Exercise requirements: Carry over every entry exactly as it appears in the records.

Task material:
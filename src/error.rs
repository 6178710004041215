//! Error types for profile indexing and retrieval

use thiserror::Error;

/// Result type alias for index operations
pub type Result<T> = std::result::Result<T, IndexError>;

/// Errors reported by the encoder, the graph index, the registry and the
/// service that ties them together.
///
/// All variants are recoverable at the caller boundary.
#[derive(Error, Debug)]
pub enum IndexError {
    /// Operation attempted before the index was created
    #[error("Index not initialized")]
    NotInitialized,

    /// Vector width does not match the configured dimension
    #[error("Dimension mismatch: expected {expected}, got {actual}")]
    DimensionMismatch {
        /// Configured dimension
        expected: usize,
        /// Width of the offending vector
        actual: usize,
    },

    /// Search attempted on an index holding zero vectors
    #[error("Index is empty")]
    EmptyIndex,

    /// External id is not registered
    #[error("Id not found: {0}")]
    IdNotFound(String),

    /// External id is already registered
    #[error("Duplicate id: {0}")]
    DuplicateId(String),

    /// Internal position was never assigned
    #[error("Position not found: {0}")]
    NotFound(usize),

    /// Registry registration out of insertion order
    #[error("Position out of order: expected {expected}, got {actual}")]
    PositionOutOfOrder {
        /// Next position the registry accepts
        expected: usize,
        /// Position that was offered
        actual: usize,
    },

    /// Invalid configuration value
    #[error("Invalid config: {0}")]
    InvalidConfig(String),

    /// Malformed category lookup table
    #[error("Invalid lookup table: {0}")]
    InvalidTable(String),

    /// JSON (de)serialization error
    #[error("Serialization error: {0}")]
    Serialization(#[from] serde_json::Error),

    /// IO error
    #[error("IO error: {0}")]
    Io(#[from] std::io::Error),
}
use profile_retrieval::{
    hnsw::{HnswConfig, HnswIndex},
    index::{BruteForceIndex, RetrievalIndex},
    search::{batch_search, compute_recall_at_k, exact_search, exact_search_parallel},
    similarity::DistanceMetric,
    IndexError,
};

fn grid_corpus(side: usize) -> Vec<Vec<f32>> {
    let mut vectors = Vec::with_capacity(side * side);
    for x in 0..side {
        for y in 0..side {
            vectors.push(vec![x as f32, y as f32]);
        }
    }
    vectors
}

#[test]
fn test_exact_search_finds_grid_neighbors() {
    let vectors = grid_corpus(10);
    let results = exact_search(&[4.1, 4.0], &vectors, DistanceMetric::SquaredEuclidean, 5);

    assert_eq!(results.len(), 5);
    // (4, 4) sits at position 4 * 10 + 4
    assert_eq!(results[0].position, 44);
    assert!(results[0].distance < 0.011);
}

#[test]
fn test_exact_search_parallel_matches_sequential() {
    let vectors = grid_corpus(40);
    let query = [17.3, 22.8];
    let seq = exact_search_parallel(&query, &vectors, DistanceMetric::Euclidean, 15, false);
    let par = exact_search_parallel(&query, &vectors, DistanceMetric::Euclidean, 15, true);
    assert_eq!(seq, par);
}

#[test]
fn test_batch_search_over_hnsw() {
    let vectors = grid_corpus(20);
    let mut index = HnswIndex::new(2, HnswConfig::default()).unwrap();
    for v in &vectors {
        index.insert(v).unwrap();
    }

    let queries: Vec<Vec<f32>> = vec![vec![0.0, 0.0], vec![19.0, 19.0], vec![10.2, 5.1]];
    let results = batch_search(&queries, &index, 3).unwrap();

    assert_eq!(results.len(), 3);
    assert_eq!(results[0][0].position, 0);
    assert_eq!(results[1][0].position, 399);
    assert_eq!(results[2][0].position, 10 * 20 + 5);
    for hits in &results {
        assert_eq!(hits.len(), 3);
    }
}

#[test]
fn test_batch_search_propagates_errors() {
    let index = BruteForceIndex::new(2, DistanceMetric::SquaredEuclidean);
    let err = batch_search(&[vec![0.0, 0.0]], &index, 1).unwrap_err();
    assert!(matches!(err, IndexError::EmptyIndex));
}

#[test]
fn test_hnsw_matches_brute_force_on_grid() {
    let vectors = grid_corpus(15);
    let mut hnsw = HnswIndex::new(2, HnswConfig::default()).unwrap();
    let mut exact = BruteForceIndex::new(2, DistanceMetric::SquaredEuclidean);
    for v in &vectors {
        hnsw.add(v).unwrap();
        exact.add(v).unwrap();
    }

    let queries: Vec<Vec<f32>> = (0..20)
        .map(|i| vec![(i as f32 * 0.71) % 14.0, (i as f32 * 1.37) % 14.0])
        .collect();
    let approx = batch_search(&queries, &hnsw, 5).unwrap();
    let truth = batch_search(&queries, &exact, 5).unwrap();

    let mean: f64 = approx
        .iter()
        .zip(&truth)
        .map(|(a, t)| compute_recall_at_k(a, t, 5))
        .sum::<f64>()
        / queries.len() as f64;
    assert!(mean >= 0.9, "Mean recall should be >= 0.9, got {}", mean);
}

Solution to this exercise:
filename src/error.rs
repository 6178710004041215
//! Error types for profile indexing and retrieval

use thiserror::Error;

/// Result type alias for index operations
pub type Result<T> = std::result::Result<T, IndexError>;

/// Errors reported by the encoder, the graph index, the registry and the
/// service that ties them together.
///
/// All variants are recoverable at the caller boundary.
#[derive(Error, Debug)]
pub enum IndexError {
    /// Operation attempted before the index was created
    #[error("Index not initialized")]
    NotInitialized,

    /// Vector width does not match the configured dimension
    #[error("Dimension mismatch: expected {expected}, got {actual}")]
    DimensionMismatch {
        /// Configured dimension
        expected: usize,
        /// Width of the offending vector
        actual: usize,
    },

    /// Search attempted on an index holding zero vectors
    #[error("Index is empty")]
    EmptyIndex,

    /// External id is not registered
    #[error("Id not found: {0}")]
    IdNotFound(String),

    /// External id is already registered
    #[error("Duplicate id: {0}")]
    DuplicateId(String),

    /// Internal position was never assigned
    #[error("Position not found: {0}")]
    NotFound(usize),

    /// Registry registration out of insertion order
    #[error("Position out of order: expected {expected}, got {actual}")]
    PositionOutOfOrder {
        /// Next position the registry accepts
        expected: usize,
        /// Position that was offered
        actual: usize,
    },

    /// Invalid configuration value
    #[error("Invalid config: {0}")]
    InvalidConfig(String),

    /// Malformed category lookup table
    #[error("Invalid lookup table: {0}")]
    InvalidTable(String),

    /// JSON (de)serialization error
    #[error("Serialization error: {0}")]
    Serialization(#[from] serde_json::Error),

    /// IO error
    #[error("IO error: {0}")]
    Io(#[from] std::io::Error),
}
use profile_retrieval::{
    hnsw::{HnswConfig, HnswIndex},
    index::{BruteForceIndex, RetrievalIndex},
    search::{batch_search, compute_recall_at_k, exact_search, exact_search_parallel},
    similarity::DistanceMetric,
    IndexError,
};

fn grid_corpus(side: usize) -> Vec<Vec<f32>> {
    let mut vectors = Vec::with_capacity(side * side);
    for x in 0..side {
        for y in 0..side {
            vectors.push(vec![x as f32, y as f32]);
        }
    }
    vectors
}

#[test]
fn test_exact_search_finds_grid_neighbors() {
    let vectors = grid_corpus(10);
    let results = exact_search(&[4.1, 4.0], &vectors, DistanceMetric::SquaredEuclidean, 5);

    assert_eq!(results.len(), 5);
    // (4, 4) sits at position 4 * 10 + 4
    assert_eq!(results[0].position, 44);
    assert!(results[0].distance < 0.011);
}

#[test]
fn test_exact_search_parallel_matches_sequential() {
    let vectors = grid_corpus(40);
    let query = [17.3, 22.8];
    let seq = exact_search_parallel(&query, &vectors, DistanceMetric::Euclidean, 15, false);
    let par = exact_search_parallel(&query, &vectors, DistanceMetric::Euclidean, 15, true);
    assert_eq!(seq, par);
}

#[test]
fn test_batch_search_over_hnsw() {
    let vectors = grid_corpus(20);
    let mut index = HnswIndex::new(2, HnswConfig::default()).unwrap();
    for v in &vectors {
        index.insert(v).unwrap();
    }

    let queries: Vec<Vec<f32>> = vec![vec![0.0, 0.0], vec![19.0, 19.0], vec![10.2, 5.1]];
    let results = batch_search(&queries, &index, 3).unwrap();

    assert_eq!(results.len(), 3);
    assert_eq!(results[0][0].position, 0);
    assert_eq!(results[1][0].position, 399);
    assert_eq!(results[2][0].position, 10 * 20 + 5);
    for hits in &results {
        assert_eq!(hits.len(), 3);
    }
}

#[test]
fn test_batch_search_propagates_errors() {
    let index = BruteForceIndex::new(2, DistanceMetric::SquaredEuclidean);
    let err = batch_search(&[vec![0.0, 0.0]], &index, 1).unwrap_err();
    assert!(matches!(err, IndexError::EmptyIndex));
}

#[test]
fn test_hnsw_matches_brute_force_on_grid() {
    let vectors = grid_corpus(15);
    let mut hnsw = HnswIndex::new(2, HnswConfig::default()).unwrap();
    let mut exact = BruteForceIndex::new(2, DistanceMetric::SquaredEuclidean);
    for v in &vectors {
        hnsw.add(v).unwrap();
        exact.add(v).unwrap();
    }

    let queries: Vec<Vec<f32>> = (0..20)
        .map(|i| vec![(i as f32 * 0.71) % 14.0, (i as f32 * 1.37) % 14.0])
        .collect();
    let approx = batch_search(&queries, &hnsw, 5).unwrap();
    let truth = batch_search(&queries, &exact, 5).unwrap();

    let mean: f64 = approx
        .iter()
        .zip(&truth)
        .map(|(a, t)| compute_recall_at_k(a, t, 5))
        .sum::<f64>()
        / queries.len() as f64;
    assert!(mean >= 0.9, "Mean recall should be >= 0.9, got {}", mean);
}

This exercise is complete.